Long-term care (LTC) pharmacy is an unsung hero among the healthcare sector’s many players. But a critically important one for our loved ones in nursing homes and assisted living facilities across the country.
As more than 1,400 pharmacies care for millions of the nation’s most vulnerable patients, policymakers still struggle to understand the work they do and why it matters so much to long-term care residents and their families.
This disconnect, for newly appointed Senior Care Pharmacy Coalition (SCPC) President and CEO Esmé Grewal, may be the sector’s biggest challenge—and its biggest opportunity.
LTC pharmacies are specialized pharmacies that provide medications and clinical support services to patients living in skilled nursing facilities (SNFs), assisted living, nursing homes and other LTC settings.
Unlike traditional retail pharmacies, LTC pharmacies manage complex medication regimens for medically vulnerable populations, coordinating around the clock dispensing, delivery, medication management, consultant pharmacy services, and regulatory compliance for patients with chronic conditions and multiple prescriptions.

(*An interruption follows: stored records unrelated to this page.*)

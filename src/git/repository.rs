use crate::domain::{Commit, CommitSet, LastRelease, Version};
use crate::error::Result;
use crate::formatter::TagFormatter;
use crate::git::{CommitSetProvider, CurrentCommitResolver, ReleaseResolver};
use git2::{DiffOptions, ObjectType, Oid, Repository as Git2Repo, Sort};
use std::collections::HashMap;
use std::path::Path;
use tracing::{debug, warn};

/// Wrapper around git2::Repository implementing the pipeline's git traits
pub struct Git2Repository {
    repo: Git2Repo,
    branch: String,
    change_paths: Vec<String>,
}

impl Git2Repository {
    /// Open or discover a git repository
    pub fn open<P: AsRef<Path>>(path: P) -> Result<Self> {
        let repo = Git2Repo::discover(path)?;

        Ok(Git2Repository::from_git2(repo))
    }

    /// Create from existing git2::Repository
    pub fn from_git2(repo: Git2Repo) -> Self {
        Git2Repository {
            repo,
            branch: "HEAD".to_string(),
            change_paths: Vec::new(),
        }
    }

    /// Revision resolved as the current commit (a branch name, `HEAD`, ...)
    pub fn with_branch(mut self, branch: impl Into<String>) -> Self {
        self.branch = branch.into();
        self
    }

    /// Only count commits touching one of these paths
    pub fn with_change_paths(mut self, paths: Vec<String>) -> Self {
        self.change_paths = paths;
        self
    }

    /// Map of commit -> highest release version tagged on it
    fn release_tags(&self, tags: &TagFormatter) -> Result<HashMap<Oid, Version>> {
        let mut releases: HashMap<Oid, Version> = HashMap::new();

        for tag_name in self.repo.tag_names(None)?.iter().flatten() {
            let Some(version) = tags.parse(tag_name) else {
                continue;
            };
            let reference = self.repo.find_reference(&format!("refs/tags/{}", tag_name))?;
            // Tags pointing at trees or blobs cannot mark a release
            let Ok(target) = reference.peel(ObjectType::Commit) else {
                continue;
            };

            let entry = releases.entry(target.id()).or_insert(version);
            if version > *entry {
                *entry = version;
            }
        }

        Ok(releases)
    }

    fn touches_change_paths(&self, commit: &git2::Commit<'_>) -> Result<bool> {
        let tree = commit.tree()?;
        let parent_tree = if commit.parent_count() > 0 {
            Some(commit.parent(0)?.tree()?)
        } else {
            None
        };

        let mut options = DiffOptions::new();
        for path in &self.change_paths {
            options.pathspec(path.as_str());
        }

        let diff = self
            .repo
            .diff_tree_to_tree(parent_tree.as_ref(), Some(&tree), Some(&mut options))?;
        Ok(diff.deltas().next().is_some())
    }
}

impl CurrentCommitResolver for Git2Repository {
    fn is_empty_repo(&self) -> Result<bool> {
        Ok(self.repo.is_empty()?)
    }

    fn resolve(&self) -> Result<String> {
        let commit = self.repo.revparse_single(&self.branch)?.peel_to_commit()?;
        debug!(branch = %self.branch, commit = %commit.id(), "resolved current commit");
        Ok(commit.id().to_string())
    }
}

impl ReleaseResolver for Git2Repository {
    fn resolve_release(&self, current_commit: &str, tags: &TagFormatter) -> Result<LastRelease> {
        let current = Oid::from_str(current_commit)?;
        let releases = self.release_tags(tags)?;

        if !releases.is_empty() {
            let mut revwalk = self.repo.revwalk()?;
            revwalk.set_sorting(Sort::TOPOLOGICAL | Sort::TIME)?;
            revwalk.push(current)?;

            for oid in revwalk {
                let oid = oid?;
                if let Some(&version) = releases.get(&oid) {
                    debug!(commit = %oid, %version, "found last release");
                    return Ok(if oid == current {
                        LastRelease::tagged_current(oid.to_string(), version)
                    } else {
                        LastRelease::at(oid.to_string(), version)
                    });
                }
            }
        }

        if self.repo.is_shallow() {
            warn!(
                "No release tag found in a shallow clone; fetch the full history \
                 (e.g. fetch-depth: 0) for accurate versions"
            );
        }
        debug!("no release tag reachable, starting from 0.0.0");
        Ok(LastRelease::none())
    }
}

impl CommitSetProvider for Git2Repository {
    fn commits_between(&self, since: Option<&str>, until: &str) -> Result<CommitSet> {
        let mut revwalk = self.repo.revwalk()?;
        revwalk.set_sorting(Sort::TOPOLOGICAL | Sort::TIME)?;
        revwalk.push(Oid::from_str(until)?)?;
        if let Some(since) = since {
            revwalk.hide(Oid::from_str(since)?)?;
        }

        let mut commits = Vec::new();
        for oid_result in revwalk {
            let commit = self.repo.find_commit(oid_result?)?;

            if !self.change_paths.is_empty() && !self.touches_change_paths(&commit)? {
                continue;
            }

            let author = commit.author();
            commits.push(Commit::from_raw(
                commit.id().to_string(),
                commit.message().unwrap_or(""),
                author.name().unwrap_or("unknown"),
                author.email().unwrap_or(""),
            ));
        }

        debug!(count = commits.len(), "collected commits since last release");
        Ok(CommitSet::new(commits))
    }
}
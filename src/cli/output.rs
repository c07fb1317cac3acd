//! Rendering of a [VersionResult] for CI systems and humans.
//!
//! Machine readable output goes to stdout or the `GITHUB_OUTPUT` file; the
//! human summary goes to stderr so it never mixes with values a pipeline
//! captures.

use console::style;
use std::fs::OpenOptions;
use std::io::Write;
use std::path::Path;

use super::orchestration::VersionResult;
use crate::error::Result;

/// Output names paired with their values, in a stable order
pub fn output_pairs(result: &VersionResult) -> Vec<(&'static str, String)> {
    vec![
        ("version", result.formatted_version.clone()),
        ("major", result.major.to_string()),
        ("minor", result.minor.to_string()),
        ("patch", result.patch.to_string()),
        ("increment", result.increment.to_string()),
        ("version_type", result.version_type.to_string()),
        ("changed", result.changed.to_string()),
        ("is_tagged", result.is_tagged.to_string()),
        ("version_tag", result.version_tag.clone()),
        ("authors", result.authors.clone()),
        ("previous_commit", result.previous_commit.clone()),
        ("previous_version", result.previous_version.clone()),
        ("current_commit", result.current_commit.clone()),
        ("debug_output", result.debug_output.clone()),
    ]
}

/// `key=value` lines; multi-line values are written with their newlines escaped
pub fn render_text(result: &VersionResult) -> String {
    output_pairs(result)
        .into_iter()
        .map(|(key, value)| format!("{}={}\n", key, value.replace('\n', "\\n")))
        .collect()
}

pub fn render_json(result: &VersionResult) -> Result<String> {
    Ok(serde_json::to_string_pretty(result)?)
}

/// Append outputs to a GitHub Actions output file.
///
/// Multi-line values use the heredoc form GitHub expects.
pub fn write_github_output(path: &Path, result: &VersionResult) -> Result<()> {
    let mut file = OpenOptions::new().create(true).append(true).open(path)?;
    for (key, value) in output_pairs(result) {
        if value.contains('\n') {
            let delimiter = format!("ghadelimiter_{}", key.to_uppercase());
            writeln!(file, "{}<<{}\n{}\n{}", key, delimiter, value, delimiter)?;
        } else {
            writeln!(file, "{}={}", key, value)?;
        }
    }
    Ok(())
}

/// Short colored summary for people reading the CI log
pub fn print_summary(result: &VersionResult) {
    if !result.changed {
        eprintln!("{} No changes detected for this commit", style("→").yellow());
    }
    eprintln!(
        "{} Version is {}",
        style("✓").green(),
        style(&result.formatted_version).bold()
    );
    if let Ok(repository) = std::env::var("GITHUB_REPOSITORY") {
        eprintln!(
            "{} To create a release for this version, go to https://github.com/{}/releases/new?tag={}&target={}",
            style("→").yellow(),
            repository,
            result.version_tag,
            result.current_commit
        );
    }
}
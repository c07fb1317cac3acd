use crate::domain::{Version, VersionInformation};
use crate::error::{Result, SemanticVersionError};
use regex::Regex;

/// Formats, validates and parses release tag names.
///
/// Tags look like `<prefix><major>.<minor>.<patch>` with an optional
/// `-<namespace>` suffix (e.g. `v1.2.3`, `v1.2.3-frontend`).
#[derive(Debug, Clone)]
pub struct TagFormatter {
    prefix: String,
    namespace: String,
    matcher: Regex,
}

impl TagFormatter {
    pub fn new(prefix: impl Into<String>, namespace: impl Into<String>) -> Result<Self> {
        let prefix = prefix.into();
        let namespace = namespace.into();

        let suffix = if namespace.is_empty() {
            String::new()
        } else {
            format!("-{}", regex::escape(&namespace))
        };
        let pattern = format!(r"^{}(\d+\.\d+\.\d+){}$", regex::escape(&prefix), suffix);
        let matcher = Regex::new(&pattern)
            .map_err(|e| SemanticVersionError::pattern(format!("tag format: {}", e)))?;

        Ok(TagFormatter {
            prefix,
            namespace,
            matcher,
        })
    }

    pub fn format(&self, info: &VersionInformation) -> String {
        self.format_version(info.version())
    }

    pub fn format_version(&self, version: Version) -> String {
        if self.namespace.is_empty() {
            format!("{}{}", self.prefix, version)
        } else {
            format!("{}{}-{}", self.prefix, version, self.namespace)
        }
    }

    /// Extract the version from a tag, if it follows this format
    pub fn parse(&self, tag: &str) -> Option<Version> {
        let captures = self.matcher.captures(tag)?;
        let version = semver::Version::parse(captures.get(1)?.as_str()).ok()?;
        Some(version.into())
    }
}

Ed Vess, Director of Pharmacy Professional Affairs at RedSail, sits down with Grewal to learn more.
Grewal steps into the position at a pivotal time.
Amid the rising tide of an aging baby boomer population, an influx of chronic disease, more complex options for pharmaceutical treatment and the corresponding demand for specialized medication management, and a growing rate of assisted living facilities across the country, LTC pharmacy is more critical than ever.
In fact, the U.S.’s long-term care population is expected to grow to 27 million people by 2050, up from about 7 million in 2020 according to the CDC.
At the same time, well-intentioned drug pricing reforms like the American Rescue Plan and the Inflation Reduction Act have inadvertently destabilized LTC pharmacy operations.
Because reimbursement has never reflected the cost of LTC services, many pharmacies face unsustainably shrinking margins when dispensing high-demand, high-cost medications.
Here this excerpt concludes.